DESCRIPTION OF THE TASK
The records should be restated exactly from their first line through the line with "#[tokio::main]" in it.

Records contained in a dataset
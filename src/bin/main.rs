use digital_twin_memory::{build_backend, AppConfig, SessionLifecycleManager};
use tracing::{info, warn};
use tracing_subscriber::EnvFilter;

/// One-shot sweep of expired sessions, meant to be run by an external scheduler.
#[tokio::main]
async fn main() -> Result<(), Box<dyn std::error::Error>> {
    dotenv::dotenv().ok();

    tracing_subscriber::fmt()
        .with_env_filter(
            EnvFilter::try_from_default_env().unwrap_or_else(|_| EnvFilter::new("info")),
        )
        .init();

    let config = AppConfig::from_env()?;
    let backend = build_backend(&config);
    let memory = SessionLifecycleManager::new(backend, config.memory.clone());

    info!("Session sweep starting");

    let removed = memory.cleanup().await;
    if let Some(fault) = removed.fault() {
        warn!("Sweep degraded ({:?}); nothing was removed", fault);
    }

    let stats = memory.statistics().await.into_value();

    println!("\n=== SESSION SWEEP ===");
    println!("Removed expired: {}", removed.value());
    println!("Total sessions:  {}", stats.total_sessions);
    println!("Active now:      {}", stats.current_active);
    println!("Active (24h):    {}", stats.active_last_24h);
    println!("Messages (est.): {}", stats.total_messages);
    println!("Sampled:         {}", stats.sampled);

    Ok(())
}
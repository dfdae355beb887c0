use tokio::task::JoinHandle;

/// Debounce bookkeeping for one title input slot
///
/// `seq` is the cooperative cancellation token: bumping it invalidates both
/// the unfired debounce timer and any response still in flight. The timer
/// task is additionally aborted while it sleeps, which bounds live tasks to
/// one per slot; once a request has been dispatched it runs to completion
/// and is discarded on arrival if its token is stale.
#[derive(Debug, Default)]
pub(crate) struct SlotState {
    seq: u64,
    pub last_query: String,
    pub debounce: Option<JoinHandle<()>>,
    pub blur_hide: Option<JoinHandle<()>>,
}

impl SlotState {
    /// Cancel-then-schedule: invalidates whatever is pending and hands back
    /// the token for the next debounce cycle.
    pub fn supersede(&mut self) -> u64 {
        self.seq += 1;
        if let Some(task) = self.debounce.take() {
            task.abort();
        }
        self.seq
    }

    pub fn is_current(&self, token: u64) -> bool {
        self.seq == token
    }

    /// Tears down every pending timer for this slot; used only by reset.
    pub fn clear_timers(&mut self) {
        self.seq += 1;
        if let Some(task) = self.debounce.take() {
            task.abort();
        }
        if let Some(task) = self.blur_hide.take() {
            task.abort();
        }
        self.last_query.clear();
    }
}

#[cfg(test)]
mod tests {
    use super::*;

    #[test]
    fn test_supersede_invalidates_previous_token() {
        let mut slot = SlotState::default();
        let first = slot.supersede();
        assert!(slot.is_current(first));

        let second = slot.supersede();
        assert!(!slot.is_current(first));
        assert!(slot.is_current(second));
    }

    #[test]
    fn test_clear_timers_invalidates_in_flight_responses() {
        let mut slot = SlotState::default();
        let token = slot.supersede();
        slot.last_query = "avengers".to_string();

        slot.clear_timers();
        assert!(!slot.is_current(token));
        assert!(slot.last_query.is_empty());
    }
}
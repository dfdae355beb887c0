/// Like/dislike verdict for the current recommendation
#[derive(Debug, Clone, Copy, PartialEq, Eq, Default)]
pub enum Verdict {
    #[default]
    Neutral,
    Liked,
    Disliked,
}

/// Watched/not-watched mark for the current recommendation
#[derive(Debug, Clone, Copy, PartialEq, Eq, Default)]
pub enum WatchedMark {
    #[default]
    Unset,
    Watched,
    NotWatched,
}

/// Watchlist affordance as the presentation layer should render it
#[derive(Debug, Clone, Copy, PartialEq, Eq, Default)]
pub enum WatchlistOffer {
    /// Not shown at all
    #[default]
    Hidden,
    /// Shown and clickable
    Offered,
    /// Confirmed; disabled for the rest of this recommendation's display
    Added,
}

/// Immutable view of the feedback controls handed to the presentation layer
#[derive(Debug, Clone, Copy, PartialEq, Eq)]
pub struct FeedbackSnapshot {
    pub verdict: Verdict,
    pub watched: WatchedMark,
    pub watchlist: WatchlistOffer,
}

/// Feedback state machine for the current recommendation cycle
///
/// Two independent toggle pairs (like/dislike, watched/not-watched) plus the
/// watchlist affordance they control. Pure state: the side effects (feedback
/// posts, watchlist adds, auto-advance) live in the controller.
#[derive(Debug, Default)]
pub(crate) struct FeedbackState {
    verdict: Verdict,
    watched: WatchedMark,
    watchlist: WatchlistOffer,
}

impl FeedbackState {
    /// Selecting one verdict clears the opposite one.
    pub fn record_verdict(&mut self, liked: bool) {
        self.verdict = if liked {
            Verdict::Liked
        } else {
            Verdict::Disliked
        };
    }

    /// `watched` hides the watchlist affordance; `not watched` exposes it,
    /// unless an earlier add already confirmed it.
    pub fn record_watched(&mut self, watched: bool) {
        if watched {
            self.watched = WatchedMark::Watched;
            self.watchlist = WatchlistOffer::Hidden;
        } else {
            self.watched = WatchedMark::NotWatched;
            if self.watchlist != WatchlistOffer::Added {
                self.watchlist = WatchlistOffer::Offered;
            }
        }
    }

    pub fn confirm_watchlist(&mut self) {
        self.watchlist = WatchlistOffer::Added;
    }

    pub fn watchlist(&self) -> WatchlistOffer {
        self.watchlist
    }

    /// Back to all-neutral; runs whenever a new recommendation is displayed.
    pub fn reset(&mut self) {
        *self = Self::default();
    }

    pub fn snapshot(&self) -> FeedbackSnapshot {
        FeedbackSnapshot {
            verdict: self.verdict,
            watched: self.watched,
            watchlist: self.watchlist,
        }
    }
}
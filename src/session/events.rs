use std::fmt::Display;

use crate::models::{Genre, Movie, SELECTION_SIZE};
use crate::session::feedback::FeedbackSnapshot;

/// One of the four title input slots
#[derive(Debug, Clone, Copy, PartialEq, Eq, Hash)]
pub struct SlotId(usize);

impl SlotId {
    /// Creates a slot id for a zero-based index below [`SELECTION_SIZE`]
    pub fn new(index: usize) -> Option<Self> {
        (index < SELECTION_SIZE).then_some(Self(index))
    }

    pub fn index(self) -> usize {
        self.0
    }

    pub fn all() -> impl Iterator<Item = SlotId> {
        (0..SELECTION_SIZE).map(SlotId)
    }
}

impl Display for SlotId {
    fn fmt(&self, f: &mut std::fmt::Formatter<'_>) -> std::fmt::Result {
        // One-based, matching the on-screen input numbering
        write!(f, "slot {}", self.0 + 1)
    }
}

/// State-change notifications consumed by the presentation layer
///
/// The controller never touches layout; it emits data plus the UI intent a
/// variant implies, and rendering code decides how to honor it.
#[derive(Debug, Clone)]
pub enum UiEvent {
    /// Loading indicator on/off. While on, the initiating control should be
    /// disabled to prevent re-entrant submission.
    Loading(bool),

    /// Single replaceable error banner; should be scrolled into view.
    Error { message: String },

    /// Transient success banner.
    Notice { message: String },

    /// New recommendation with its (possibly empty) genre detail. Implies
    /// scrolling the card into view; a `FeedbackChanged` reset follows.
    Recommendation { movie: Movie, genres: Vec<Genre> },

    /// Autocomplete results for one slot, already truncated to the limit.
    Suggestions { slot: SlotId, movies: Vec<Movie> },

    /// Hide one slot's suggestion list.
    SuggestionsHidden { slot: SlotId },

    /// Feedback buttons or the watchlist affordance changed.
    FeedbackChanged(FeedbackSnapshot),

    /// The session returned to its initial state.
    SessionReset,
}
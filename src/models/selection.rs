use std::collections::HashSet;

use crate::error::{SessionError, SessionResult};
use crate::models::{Movie, MovieId};

/// Number of title input slots in a session
pub const SELECTION_SIZE: usize = 4;

/// The user's four resolved picks, in input order
///
/// Exists only when all four titles resolved; replaced wholesale on each
/// successful submission and dropped on reset.
#[derive(Debug, Clone)]
pub struct UserSelection {
    movies: [Movie; SELECTION_SIZE],
}

impl UserSelection {
    /// Builds a selection from the resolved movies.
    ///
    /// Anything other than exactly [`SELECTION_SIZE`] movies is the
    /// resolver's count-specific shortfall error.
    pub fn new(movies: Vec<Movie>) -> SessionResult<Self> {
        let found = movies.len();
        let movies: [Movie; SELECTION_SIZE] = movies
            .try_into()
            .map_err(|_| SessionError::ResolutionShortfall { found })?;
        Ok(Self { movies })
    }

    pub fn movies(&self) -> &[Movie] {
        &self.movies
    }

    pub fn ids(&self) -> impl Iterator<Item = MovieId> + '_ {
        self.movies.iter().map(|movie| movie.id)
    }
}

/// Identifiers that must never be recommended again this session
///
/// Holds every id belonging to the user's picks plus every id ever returned
/// as a recommendation. Grows monotonically; cleared only by a session
/// reset.
#[derive(Debug, Default)]
pub struct ExclusionSet {
    ids: HashSet<MovieId>,
}

impl ExclusionSet {
    pub fn insert(&mut self, id: MovieId) -> bool {
        self.ids.insert(id)
    }

    pub fn contains(&self, id: MovieId) -> bool {
        self.ids.contains(&id)
    }

    pub fn len(&self) -> usize {
        self.ids.len()
    }

    pub fn is_empty(&self) -> bool {
        self.ids.is_empty()
    }

    /// Snapshot of the excluded ids for the recommendation request
    pub fn ids(&self) -> Vec<MovieId> {
        self.ids.iter().copied().collect()
    }

    pub fn clear(&mut self) {
        self.ids.clear();
    }
}
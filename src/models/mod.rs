mod movie;
mod selection;

pub use movie::{Genre, Movie, MovieId};
pub use selection::{ExclusionSet, UserSelection, SELECTION_SIZE};
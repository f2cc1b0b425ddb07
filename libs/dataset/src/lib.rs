mod data_type;
mod row;
mod scalar;
mod schema;

pub use data_type::DataType;
pub use row::Row;
pub use scalar::Scalar;
pub use schema::{Field, Schema, SchemaRef};
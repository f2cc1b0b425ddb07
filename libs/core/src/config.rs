use std::sync::Arc;
use std::time::Duration;

pub type ScanConfigRef = Arc<ScanConfig>;

pub struct ScanConfig {
    pub name: String,
    /// Cadence at which a periodic watermark generator is polled.
    pub periodic_watermark_interval: Duration,
}

impl Default for ScanConfig {
    fn default() -> Self {
        Self {
            name: "noname".to_string(),
            periodic_watermark_interval: Duration::from_millis(200),
        }
    }
}
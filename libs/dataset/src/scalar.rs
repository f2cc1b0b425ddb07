use std::fmt::{self, Display, Formatter};
use std::sync::Arc;

use chrono::TimeZone;
use serde::{Deserialize, Serialize};

use crate::DataType;

#[derive(Debug, Clone, PartialEq, Serialize, Deserialize)]
pub enum Scalar {
    Null,
    Int8(i8),
    Int16(i16),
    Int32(i32),
    Int64(i64),
    Float32(f32),
    Float64(f64),
    Boolean(bool),
    Timestamp(i64),
    String(Arc<str>),
}

impl Default for Scalar {
    #[inline]
    fn default() -> Self {
        Scalar::Null
    }
}

macro_rules! impl_from_numerics {
    ($(($ty:ty, $item:ident)),*) => {
        $(
        impl From<$ty> for Scalar {
            fn from(value: $ty) -> Self {
                Scalar::$item(value)
            }
        }
        )*
    };
}

impl_from_numerics!(
    (i8, Int8),
    (i16, Int16),
    (i32, Int32),
    (i64, Int64),
    (f32, Float32),
    (f64, Float64)
);

impl From<String> for Scalar {
    fn from(value: String) -> Self {
        Scalar::String(value.into())
    }
}

impl From<&str> for Scalar {
    fn from(value: &str) -> Self {
        Scalar::String(value.into())
    }
}

impl From<bool> for Scalar {
    fn from(value: bool) -> Self {
        Scalar::Boolean(value)
    }
}

impl Scalar {
    #[inline]
    pub fn data_type(&self) -> DataType {
        match self {
            Scalar::Null => DataType::Null,
            Scalar::Int8(_) => DataType::Int8,
            Scalar::Int16(_) => DataType::Int16,
            Scalar::Int32(_) => DataType::Int32,
            Scalar::Int64(_) => DataType::Int64,
            Scalar::Float32(_) => DataType::Float32,
            Scalar::Float64(_) => DataType::Float64,
            Scalar::Boolean(_) => DataType::Boolean,
            Scalar::Timestamp(_) => DataType::Timestamp(None),
            Scalar::String(_) => DataType::String,
        }
    }

    #[inline]
    pub fn is_null(&self) -> bool {
        matches!(self, Scalar::Null)
    }

    /// Returns the value as epoch milliseconds if this scalar carries a
    /// timestamp.
    #[inline]
    pub fn to_timestamp_millis(&self) -> Option<i64> {
        match self {
            Scalar::Timestamp(n) => Some(*n),
            _ => None,
        }
    }

    /// Returns the raw 64-bit integer representation of an integer or
    /// timestamp value.
    #[inline]
    pub fn to_raw_long(&self) -> Option<i64> {
        match self {
            Scalar::Int8(n) => Some(*n as i64),
            Scalar::Int16(n) => Some(*n as i64),
            Scalar::Int32(n) => Some(*n as i64),
            Scalar::Int64(n) => Some(*n),
            Scalar::Timestamp(n) => Some(*n),
            _ => None,
        }
    }

    /// Casts this value to `data_type`, following the widening rules of
    /// [`DataType::can_cast_to`]. Null passes through any target type.
    pub fn cast_to(&self, data_type: DataType) -> Option<Scalar> {
        if self.is_null() {
            return Some(Scalar::Null);
        }
        if self.data_type() == data_type {
            return Some(self.clone());
        }
        if !self.data_type().can_cast_to(data_type) {
            return None;
        }

        Some(match (self, data_type) {
            (Scalar::Int8(n), DataType::Int16) => Scalar::Int16(*n as i16),
            (Scalar::Int8(n), DataType::Int32) => Scalar::Int32(*n as i32),
            (Scalar::Int16(n), DataType::Int32) => Scalar::Int32(*n as i32),
            (Scalar::Int8(n), DataType::Int64) => Scalar::Int64(*n as i64),
            (Scalar::Int16(n), DataType::Int64) => Scalar::Int64(*n as i64),
            (Scalar::Int32(n), DataType::Int64) => Scalar::Int64(*n as i64),
            (Scalar::Int8(n), DataType::Float32) => Scalar::Float32(*n as f32),
            (Scalar::Int16(n), DataType::Float32) => Scalar::Float32(*n as f32),
            (Scalar::Int32(n), DataType::Float32) => Scalar::Float32(*n as f32),
            (Scalar::Int64(n), DataType::Float32) => Scalar::Float32(*n as f32),
            (Scalar::Int8(n), DataType::Float64) => Scalar::Float64(*n as f64),
            (Scalar::Int16(n), DataType::Float64) => Scalar::Float64(*n as f64),
            (Scalar::Int32(n), DataType::Float64) => Scalar::Float64(*n as f64),
            (Scalar::Int64(n), DataType::Float64) => Scalar::Float64(*n as f64),
            (Scalar::Float32(n), DataType::Float64) => Scalar::Float64(*n as f64),
            (value, DataType::String) => Scalar::String(value.to_string().into()),
            _ => return None,
        })
    }
}

impl Display for Scalar {
    fn fmt(&self, f: &mut Formatter<'_>) -> fmt::Result {
        match self {
            Scalar::Null => f.write_str("null"),
            Scalar::Int8(n) => write!(f, "{}", n),
            Scalar::Int16(n) => write!(f, "{}", n),
            Scalar::Int32(n) => write!(f, "{}", n),
            Scalar::Int64(n) => write!(f, "{}", n),
            Scalar::Float32(n) => write!(f, "{}", n),
            Scalar::Float64(n) => write!(f, "{}", n),
            Scalar::Boolean(n) => write!(f, "{}", n),
            Scalar::Timestamp(n) => write!(f, "{}", chrono::Local.timestamp_millis(*n)),
            Scalar::String(n) => f.write_str(n),
        }
    }
}

#[cfg(test)]
mod tests {
    use super::*;

    #[test]
    fn test_cast_widening() {
        assert_eq!(
            Scalar::Int32(7).cast_to(DataType::Int64),
            Some(Scalar::Int64(7))
        );
        assert_eq!(
            Scalar::Int16(-3).cast_to(DataType::Float64),
            Some(Scalar::Float64(-3.0))
        );
        assert_eq!(Scalar::Int64(1).cast_to(DataType::Int32), None);
    }

    #[test]
    fn test_cast_null_passthrough() {
        assert_eq!(Scalar::Null.cast_to(DataType::Int64), Some(Scalar::Null));
        assert_eq!(
            Scalar::Null.cast_to(DataType::Timestamp(None)),
            Some(Scalar::Null)
        );
    }

    #[test]
    fn test_raw_long() {
        assert_eq!(Scalar::Int32(5).to_raw_long(), Some(5));
        assert_eq!(Scalar::Timestamp(100).to_raw_long(), Some(100));
        assert_eq!(Scalar::from("x").to_raw_long(), None);
    }

    #[test]
    fn test_timestamp_millis() {
        assert_eq!(Scalar::Timestamp(149).to_timestamp_millis(), Some(149));
        assert_eq!(Scalar::Int64(149).to_timestamp_millis(), None);
    }
}
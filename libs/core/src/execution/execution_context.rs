use parking_lot::Mutex;

#[derive(Debug, Default, Clone)]
pub struct ExecutionMetrics {
    pub num_input_rows: usize,
    pub num_output_rows: usize,
    pub num_watermarks: usize,
}

pub struct ExecutionContext {
    name: String,
    metrics: Mutex<ExecutionMetrics>,
}

impl ExecutionContext {
    pub fn new(name: impl Into<String>) -> Self {
        Self {
            name: name.into(),
            metrics: Mutex::new(ExecutionMetrics::default()),
        }
    }

    #[inline]
    pub fn name(&self) -> &str {
        &self.name
    }

    pub fn update_metrics(&self, f: impl FnOnce(&mut ExecutionMetrics)) {
        f(&mut self.metrics.lock());
    }

    pub fn metrics(&self) -> ExecutionMetrics {
        self.metrics.lock().clone()
    }
}
use thiserror::Error;

/// Failures of the scan node's structural contracts.
#[derive(Debug, Error)]
pub enum ScanError {
    /// A required field cannot be located in the source schema, or its type
    /// cannot widen to the declared output type. Fatal at plan construction
    /// time.
    #[error("schema mismatch: {0}")]
    SchemaMismatch(String),

    /// A record cannot be mapped to the expected shape. Fatal at the first
    /// occurrence during execution, never retried.
    #[error("row conversion failed: {0}")]
    Conversion(String),
}

impl ScanError {
    pub fn schema_mismatch(message: impl Into<String>) -> Self {
        ScanError::SchemaMismatch(message.into())
    }

    pub fn conversion(message: impl Into<String>) -> Self {
        ScanError::Conversion(message.into())
    }
}
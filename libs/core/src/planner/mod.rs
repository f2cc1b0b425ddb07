mod field_map;
mod rowtime;
mod scan;

pub use field_map::{needs_conversion, FieldIndexMapping, TIME_ATTRIBUTE_MARKER};
pub use rowtime::{resolve_rowtime, RowtimeDeclaration, RowtimeDescriptor};
pub use scan::ScanNode;
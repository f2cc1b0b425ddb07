mod scan;

pub use scan::create_scan_stream;
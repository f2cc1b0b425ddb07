use std::sync::Arc;

use anyhow::{Context, Result};
use futures_util::stream::BoxStream;
use serde::de::DeserializeOwned;
use serde::Serialize;
use tokio_stream::StreamExt;

use crate::dataset::{DataType, Row, SchemaRef};

/// A single record emitted by a connector: the native-layout row plus the
/// out-of-band timestamp the transport attached to it, if any.
#[derive(Debug, Clone)]
pub struct SourceRecord {
    pub row: Row,
    pub timestamp: Option<i64>,
}

impl SourceRecord {
    pub fn new(row: Row) -> Self {
        Self {
            row,
            timestamp: None,
        }
    }

    pub fn with_timestamp(row: Row, timestamp: i64) -> Self {
        Self {
            row,
            timestamp: Some(timestamp),
        }
    }
}

pub struct GenericSourceBatch<T> {
    pub state: T,
    pub records: Vec<SourceRecord>,
}

pub type SourceBatch = GenericSourceBatch<Vec<u8>>;

/// The native shape of the records a connector produces. A connector
/// emitting bare scalars rather than composed rows declares `Scalar`, and
/// the punctuated watermark path normalizes it into a one-field row schema
/// at generator construction.
#[derive(Debug, Clone)]
pub enum ExternalShape {
    Record,
    Scalar(DataType),
}

pub trait GenericSourceConnector: Send + Sync + 'static {
    type State: Send + Sync + Serialize + DeserializeOwned + 'static;

    fn connector_name(&self) -> &'static str;

    /// The schema of the records this connector produces.
    fn schema(&self) -> Result<SchemaRef>;

    fn external_shape(&self) -> ExternalShape {
        ExternalShape::Record
    }

    fn create_stream(
        &self,
        state: Option<Self::State>,
    ) -> Result<BoxStream<'static, Result<GenericSourceBatch<Self::State>>>>;
}

pub type SourceConnector = Arc<dyn GenericSourceConnector<State = Vec<u8>>>;

pub struct SourceConnectorWrapper<T>(pub T);

impl<T: GenericSourceConnector> GenericSourceConnector for SourceConnectorWrapper<T> {
    type State = Vec<u8>;

    fn connector_name(&self) -> &'static str {
        self.0.connector_name()
    }

    fn schema(&self) -> Result<SchemaRef> {
        self.0.schema()
    }

    fn external_shape(&self) -> ExternalShape {
        self.0.external_shape()
    }

    fn create_stream(
        &self,
        state: Option<Self::State>,
    ) -> Result<BoxStream<'static, Result<SourceBatch>>> {
        let state = match state {
            Some(data) => Some(bincode::deserialize(&data).with_context(|| {
                format!(
                    "failed to deserialize state for source '{}'",
                    self.connector_name()
                )
            })?),
            None => None,
        };
        let inner_stream = self.0.create_stream(state)?;
        let connector_name = self.connector_name();

        Ok(Box::pin(async_stream::try_stream! {
            tokio::pin!(inner_stream);
            while let Some(GenericSourceBatch { state, records }) = inner_stream.next().await.transpose()? {
                let state = bincode::serialize(&state).with_context(|| {
                    format!("failed to serialize state for source '{}'", connector_name)
                })?;
                yield SourceBatch {
                    state,
                    records,
                };
            }
        }))
    }
}
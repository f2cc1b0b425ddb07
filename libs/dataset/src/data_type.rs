use chrono_tz::Tz;
use derive_more::Display;
use serde::{Deserialize, Serialize};

/// The sets of data types.
#[derive(Debug, Copy, Clone, Display, Hash, Serialize, Deserialize)]
pub enum DataType {
    /// Null type
    #[display(fmt = "null")]
    Null,

    /// A signed 8-bit integer.
    #[display(fmt = "int8")]
    Int8,

    /// A signed 16-bit integer.
    #[display(fmt = "int16")]
    Int16,

    /// A signed 32-bit integer.
    #[display(fmt = "int32")]
    Int32,

    /// A signed 64-bit integer.
    #[display(fmt = "int64")]
    Int64,

    /// A 32-bit floating point number.
    #[display(fmt = "float32")]
    Float32,

    /// A 64-bit floating point number.
    #[display(fmt = "float64")]
    Float64,

    /// A boolean type representing the values `true` and `false`.
    #[display(fmt = "boolean")]
    Boolean,

    /// A timestamp type in milliseconds, it can attach a timezone.
    #[display(fmt = "timestamp")]
    Timestamp(Option<Tz>),

    /// A variable-length string in Unicode with UTF-8 encoding.
    #[display(fmt = "string")]
    String,
}

impl Eq for DataType {}

impl PartialEq for DataType {
    fn eq(&self, other: &Self) -> bool {
        use DataType::*;

        match (self, other) {
            (Null, Null) => true,
            (Int8, Int8) => true,
            (Int16, Int16) => true,
            (Int32, Int32) => true,
            (Int64, Int64) => true,
            (Float32, Float32) => true,
            (Float64, Float64) => true,
            (Boolean, Boolean) => true,
            (Timestamp(_), Timestamp(_)) => true,
            (String, String) => true,
            _ => false,
        }
    }
}

impl DataType {
    /// Returns `true` if this type is a numeric type (integer or float).
    #[inline]
    pub fn is_numeric(&self) -> bool {
        matches!(
            self,
            DataType::Int8
                | DataType::Int16
                | DataType::Int32
                | DataType::Int64
                | DataType::Float32
                | DataType::Float64
        )
    }

    /// Returns `true` if this type is a timestamp type.
    #[inline]
    pub fn is_timestamp(&self) -> bool {
        matches!(self, DataType::Timestamp(_))
    }

    /// Returns `true` if this type can be cast to `to` type without losing
    /// information.
    #[inline]
    pub fn can_cast_to(&self, to: Self) -> bool {
        use DataType::*;

        if self == &to {
            return true;
        }

        match to {
            Null => matches!(self, Null),
            Int8 => matches!(self, Int8),
            Int16 => matches!(self, Int8 | Int16),
            Int32 => matches!(self, Int8 | Int16 | Int32),
            Int64 => matches!(self, Int8 | Int16 | Int32 | Int64),
            Float32 => matches!(self, Int8 | Int16 | Int32 | Int64 | Float32),
            Float64 => matches!(self, Int8 | Int16 | Int32 | Int64 | Float32 | Float64),
            Boolean => matches!(self, Boolean),
            Timestamp(_) => matches!(self, Timestamp(_)),
            String => true,
        }
    }
}

#[cfg(test)]
mod tests {
    use super::DataType::*;

    #[test]
    fn test_integer_widening() {
        assert!(Int8.can_cast_to(Int64));
        assert!(Int16.can_cast_to(Int32));
        assert!(Int32.can_cast_to(Float64));
        assert!(!Int64.can_cast_to(Int32));
        assert!(!Int32.can_cast_to(Int16));
    }

    #[test]
    fn test_float_widening() {
        assert!(Float32.can_cast_to(Float64));
        assert!(!Float64.can_cast_to(Float32));
        assert!(!Float32.can_cast_to(Int64));
    }

    #[test]
    fn test_timestamp_ignores_timezone() {
        assert_eq!(Timestamp(None), Timestamp(Some(chrono_tz::Asia::Shanghai)));
        assert!(Timestamp(Some(chrono_tz::UTC)).can_cast_to(Timestamp(None)));
        assert!(!Int64.can_cast_to(Timestamp(None)));
    }

    #[test]
    fn test_everything_casts_to_string() {
        for data_type in [
            Null,
            Int8,
            Int16,
            Int32,
            Int64,
            Float32,
            Float64,
            Boolean,
            Timestamp(None),
        ]
        .iter()
        {
            assert!(data_type.can_cast_to(String));
        }
    }
}
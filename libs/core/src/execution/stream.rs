use std::collections::HashMap;
use std::pin::Pin;
use std::sync::Arc;

use anyhow::Result;
use futures_util::Stream;

use crate::config::ScanConfigRef;
use crate::dataset::Row;
use crate::execution::execution_context::ExecutionContext;
use crate::watermark::Watermark;

pub struct CreateStreamContext {
    pub ctx: Arc<ExecutionContext>,
    pub config: ScanConfigRef,
    pub prev_state: HashMap<usize, Vec<u8>>,
}

/// One element of the assembled stream: a row in the internal layout, or a
/// watermark interleaved with the rows.
#[derive(Debug, Clone, PartialEq)]
pub enum StreamElement {
    Record(Row),
    Watermark(Watermark),
}

pub trait ElementStream: Stream<Item = Result<StreamElement>> {
    fn save_state(&self, state: &mut HashMap<usize, Vec<u8>>) -> Result<()>;
}

pub type BoxElementStream = Pin<Box<dyn ElementStream + Send + 'static>>;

RESULT OF THIS TASK
filename src/bin/main.rs
use digital_twin_memory::{build_backend, AppConfig, SessionLifecycleManager};
use tracing::{info, warn};
use tracing_subscriber::EnvFilter;

/// One-shot sweep of expired sessions, meant to be run by an external scheduler.
#[tokio::main]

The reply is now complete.